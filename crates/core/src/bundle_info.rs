//! Bundle metadata used for syncing and chain tracking

use crate::error::{Error, Result};
use crate::proto::{sync_message, Ack, BundleBuilder, SyncMessage};
use crate::types::{Chain, Medallion, MuTimestamp, MuidContext};
use byteorder::{BigEndian, ByteOrder};
use std::cmp::Ordering;
use std::fmt;
use std::hash::{Hash, Hasher};

/// Metadata about a bundle relevant for syncing.
///
/// The byte form is `>QQQQ(timestamp, medallion, chain_start, previous) ∥
/// hash(32) ∥ utf8(comment)` and sorts by `(timestamp, medallion, ...)`.
/// Equality and ordering only look at `(timestamp, medallion, chain_start)`.
#[derive(Debug, Clone, Default)]
pub struct BundleInfo {
    /// Timestamp of the bundle
    pub timestamp: MuTimestamp,
    /// Medallion of the chain
    pub medallion: Medallion,
    /// Start of the chain
    pub chain_start: MuTimestamp,
    /// Timestamp of the preceding bundle in the chain (0 for a chain start)
    pub previous: MuTimestamp,
    /// blake2b-256 of the signed bundle bytes, when known
    pub hash: Option<[u8; 32]>,
    /// Free-form comment
    pub comment: String,
}

impl BundleInfo {
    /// Metadata of a parsed bundle body.
    pub fn from_builder(builder: &BundleBuilder, hash: [u8; 32]) -> Self {
        Self {
            timestamp: builder.timestamp,
            medallion: builder.medallion,
            chain_start: builder.chain_start,
            previous: builder.previous,
            hash: Some(hash),
            comment: builder.comment.clone(),
        }
    }

    /// The chain this bundle belongs to.
    pub fn chain(&self) -> Chain {
        Chain::new(self.medallion, self.chain_start)
    }

    /// Whether this bundle starts its chain.
    pub fn is_chain_start(&self) -> bool {
        self.timestamp == self.chain_start
    }

    /// Hex form of the hash.
    pub fn hex_hash(&self) -> Option<String> {
        self.hash.map(hex::encode)
    }

    /// Serialize; a missing hash is written as zeros.
    pub fn to_bytes(&self) -> Vec<u8> {
        let mut out = vec![0u8; 64];
        BigEndian::write_i64(&mut out[0..8], self.timestamp);
        BigEndian::write_i64(&mut out[8..16], self.medallion);
        BigEndian::write_i64(&mut out[16..24], self.chain_start);
        BigEndian::write_i64(&mut out[24..32], self.previous);
        out[32..64].copy_from_slice(&self.hash.unwrap_or([0u8; 32]));
        out.extend_from_slice(self.comment.as_bytes());
        out
    }

    /// Inverse of [`BundleInfo::to_bytes`]; accepts the bare 32-byte header too.
    pub fn from_bytes(data: &[u8]) -> Result<Self> {
        if data.len() < 32 {
            return Err(Error::SerializationError(format!(
                "bundle info needs at least 32 bytes, got {}",
                data.len()
            )));
        }
        let hash = match data.get(32..64) {
            Some(h) => {
                let mut out = [0u8; 32];
                out.copy_from_slice(h);
                Some(out)
            }
            None => None,
        };
        let comment = match data.get(64..) {
            Some(c) => String::from_utf8(c.to_vec())
                .map_err(|e| Error::SerializationError(e.to_string()))?,
            None => String::new(),
        };
        Ok(Self {
            timestamp: BigEndian::read_i64(&data[0..8]),
            medallion: BigEndian::read_i64(&data[8..16]),
            chain_start: BigEndian::read_i64(&data[16..24]),
            previous: BigEndian::read_i64(&data[24..32]),
            hash,
            comment,
        })
    }

    /// Acknowledgement message telling the sender we now have this bundle.
    pub fn as_ack(&self) -> SyncMessage {
        SyncMessage {
            contents: Some(sync_message::Contents::Ack(Ack {
                medallion: self.medallion,
                chain_start: self.chain_start,
                timestamp: self.timestamp,
                previous: self.previous,
            })),
        }
    }

    /// Inverse of [`BundleInfo::as_ack`].
    pub fn from_ack(ack: &Ack) -> Self {
        Self {
            timestamp: ack.timestamp,
            medallion: ack.medallion,
            chain_start: ack.chain_start,
            previous: ack.previous,
            hash: None,
            comment: String::new(),
        }
    }

    fn essential(&self) -> (MuTimestamp, Medallion, MuTimestamp) {
        (self.timestamp, self.medallion, self.chain_start)
    }
}

impl PartialEq for BundleInfo {
    fn eq(&self, other: &Self) -> bool {
        self.essential() == other.essential()
    }
}

impl Eq for BundleInfo {}

impl Hash for BundleInfo {
    fn hash<H: Hasher>(&self, state: &mut H) {
        self.essential().hash(state)
    }
}

impl Ord for BundleInfo {
    fn cmp(&self, other: &Self) -> Ordering {
        self.essential().cmp(&other.essential())
    }
}

impl PartialOrd for BundleInfo {
    fn partial_cmp(&self, other: &Self) -> Option<Ordering> {
        Some(self.cmp(other))
    }
}

impl fmt::Display for BundleInfo {
    fn fmt(&self, f: &mut fmt::Formatter<'_>) -> fmt::Result {
        write!(
            f,
            "BundleInfo(timestamp={}, medallion={}, chain_start={}",
            self.timestamp, self.medallion, self.chain_start
        )?;
        if self.previous != 0 {
            write!(f, ", previous={}", self.previous)?;
        }
        if !self.comment.is_empty() {
            write!(f, ", comment={:?}", self.comment)?;
        }
        write!(f, ")")
    }
}

impl MuidContext for BundleInfo {
    fn context_timestamp(&self) -> MuTimestamp {
        self.timestamp
    }

    fn context_medallion(&self) -> Medallion {
        self.medallion
    }
}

-----

*AIM OF THE TASK*.
Each line that contains the string "bool" counts once; report how many such lines the entries have, giving only the number.

*YOUR SOLUTION*.
2